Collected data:

// Copyright (c) 2025 Geoffrey Huntley <ghuntley@ghuntley.com>. All rights reserved.
// SPDX-License-Identifier: Proprietary

//! Azure managed identity authentication.
//!
//! A VM presents an AAD access token for its managed identity. The token is
//! verified against the tenant's OIDC key set; when the login names a VM its
//! ARM record must carry the token's object id.
//!
//! | Path | Operations |
//! |------|------------|
//! | `login` | Update: `{role, jwt, subscription_id?, resource_group_name?, vm_name?}` |
//! | `config` | Read, Update, Delete |
//! | `role/<name>` | Read, Update, Delete; `role/` List |

pub mod arm;
pub mod backend;
pub mod config;
pub mod enforcer;
pub mod error;
pub mod oidc;
pub mod role;

pub use arm::{ArmClient, VirtualMachine};
pub use backend::AzureBackend;
pub use config::AzureConfig;
pub use error::{OidcError, OidcResult};
pub use oidc::{IdentityClaims, OidcProvider};
pub use role::{AzureBindings, AzureRole};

> EXERCISE OBJECTIVE:
Which lines of the data contain the word "backend"? Copy each one.

> RESULT OF THIS EXERCISE:
pub mod backend;
pub use backend::AzureBackend;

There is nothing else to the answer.